In contrast, our method surpasses human capabilities and can uncover subtle unnoticed distinctions. Furthermore, it does not rely on the assumption that the measurements have a specific relationship to the artist’s attributes; rather we are using machine learning with a computer vision approach that was not trained on these previous methods. Ideally, it would treat all potential avenues as equal initially, however, because we used transfer learning there may be residual biases. But these biases are different from human judgement biases and are computational and measurable. An example is the overfitting in our results where the models may have learned dataset-specific features but did not translate to the test data.

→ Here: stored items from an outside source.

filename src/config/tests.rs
use std::io::Write;

use super::*;

#[test]
fn cli_overrides_take_highest_precedence() {
    let mut raw = RawSettings::default();
    raw.server.port = Some(4000);
    raw.logging.level = Some("info".to_string());

    let overrides = ServeOverrides {
        server_port: Some(4321),
        log_level: Some("debug".to_string()),
        ..Default::default()
    };

    raw.apply_serve_overrides(&overrides);
    let settings = Settings::from_raw(raw).expect("valid settings");

    assert_eq!(settings.server.addr.port(), 4321);
    assert_eq!(settings.logging.level, LevelFilter::DEBUG);
}

#[test]
fn defaults_are_valid() {
    let settings = Settings::from_raw(RawSettings::default()).expect("valid settings");

    assert_eq!(settings.server.addr.port(), DEFAULT_PORT);
    assert_eq!(settings.server.graceful_shutdown, Duration::from_secs(30));
    assert_eq!(settings.delta.max_length.get(), 20);
    assert_eq!(settings.state.path, PathBuf::from(DEFAULT_STATE_PATH));
    assert!(matches!(settings.logging.format, LogFormat::Compact));
}

#[test]
fn cli_json_logging_enforces_format() {
    let mut raw = RawSettings::default();
    let overrides = ServeOverrides {
        log_json: Some(true),
        ..Default::default()
    };

    raw.apply_serve_overrides(&overrides);
    let settings = Settings::from_raw(raw).expect("valid settings");

    assert!(matches!(settings.logging.format, LogFormat::Json));
}

#[test]
fn zero_max_length_is_rejected() {
    let mut raw = RawSettings::default();
    raw.delta.max_length = Some(0);

    let err = Settings::from_raw(raw).expect_err("invalid settings");
    assert!(matches!(
        err,
        LoadError::Invalid {
            key: "delta.max_length",
            ..
        }
    ));
}

#[test]
fn invalid_log_level_names_key() {
    let mut raw = RawSettings::default();
    raw.logging.level = Some("loud".to_string());

    let err = Settings::from_raw(raw).expect_err("invalid settings");
    assert!(err.to_string().contains("logging.level"));
}

#[test]
fn default_to_serve_command() {
    let args = CliArgs::parse_from(["flagsync"]);
    let command = args
        .command
        .unwrap_or(Command::Serve(Box::<ServeArgs>::default()));
    assert!(matches!(command, Command::Serve(_)));
}

#[test]
fn parse_serve_overrides() {
    let args = CliArgs::parse_from([
        "flagsync",
        "serve",
        "--server-host",
        "0.0.0.0",
        "--delta-max-length",
        "50",
        "--state-path",
        "/var/lib/flagsync/state.json",
    ]);

    match args.command.expect("serve command") {
        Command::Serve(serve) => {
            assert_eq!(serve.overrides.server_host.as_deref(), Some("0.0.0.0"));
            assert_eq!(serve.overrides.delta_max_length, Some(50));
            assert_eq!(
                serve.overrides.state.state_path.as_deref(),
                Some(std::path::Path::new("/var/lib/flagsync/state.json"))
            );
        }
        _ => panic!("wrong command parsed"),
    }
}

#[test]
fn parse_check_arguments() {
    let args = CliArgs::parse_from(["flagsync", "check", "--state-path", "/tmp/state.json"]);

    match args.command.expect("check command") {
        Command::Check(check) => {
            assert_eq!(
                check.state.state_path.as_deref(),
                Some(std::path::Path::new("/tmp/state.json"))
            );
        }
        _ => panic!("wrong command parsed"),
    }
}

#[test]
fn config_file_is_overridden_by_cli() {
    let mut file = tempfile::Builder::new()
        .suffix(".toml")
        .tempfile()
        .expect("temp config");
    writeln!(
        file,
        "[delta]\nmax_length = 64\n\n[server]\nport = 5000\n\n[state]\npath = \"from-file.json\""
    )
    .expect("write config");

    let args = CliArgs::parse_from([
        "flagsync".to_string(),
        "--config-file".to_string(),
        file.path().display().to_string(),
        "serve".to_string(),
        "--server-port".to_string(),
        "6000".to_string(),
    ]);
    let settings = load(&args).expect("settings");

    assert_eq!(settings.delta.max_length.get(), 64);
    assert_eq!(settings.server.addr.port(), 6000);
    assert_eq!(settings.state.path, PathBuf::from("from-file.json"));
}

Therefore, our data-driven approach is not only reproducible and consistent but improves the overall accuracy of the analytical model applied, making any potential shortcomings measurable.
The greater potential of this ML method is scalability and efficiency by feeding more data into the model and testing its accuracy. The dataset is also agile and can easily be used for a variety of other applications. For example, our binary approach for male and female can easily be expanded to right or left handedness. Another example is that third party researchers can take our toolkit and test the 2D:4D ratio theory and other traditional methods in a more rigorous way. Our current dataset was insufficient but showed promise, which can be further tested by adding more data. We can adapt the method in the future, by for example, making small changes to the variables in the code, while continuing to reuse the original dataset. The expansion of this data is enabled by the replicable toolkit we have designed.

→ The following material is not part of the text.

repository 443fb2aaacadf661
//! Infrastructure adapters and runtime bootstrap.

pub mod error;
pub mod http;
pub mod telemetry;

Limitations and challenges, insights and potential
A major limitation is our sample size. Ninety-six participants producing 699 tactile data points and 818 virtual data points was not sufficient to make a definite determination of sex. Additionally, the lack of external validation further constrains the generalizability of the findings. At present, our model was trained and evaluated using data from a single center. While this provides internal validation, it may not fully reflect how the model performs on data from different imaging centers and populations, even when following similar photography standards.
In machine learning for image classification, a strong model is typically expected to also be validated on external datasets — for example, images collected from another center under similar standards. This helps demonstrate that the model’s accuracy is stable and not simply the result of overfitting. Here, overfitting means the model learns patterns that are too specific to the training data. These patterns may include noise or unique characteristics, such as the lighting setup, camera settings, or background features in photographs, rather than the actual finger fluting patterns we aim to identify. As a result, an overfitted model performs well on the training data but poorly on unseen data. There are many cases showing that accuracy drops when moving from internal to external validation, even under similar photography standards. Therefore, including external validation is generally considered a more rigorous evaluation of model generalizability.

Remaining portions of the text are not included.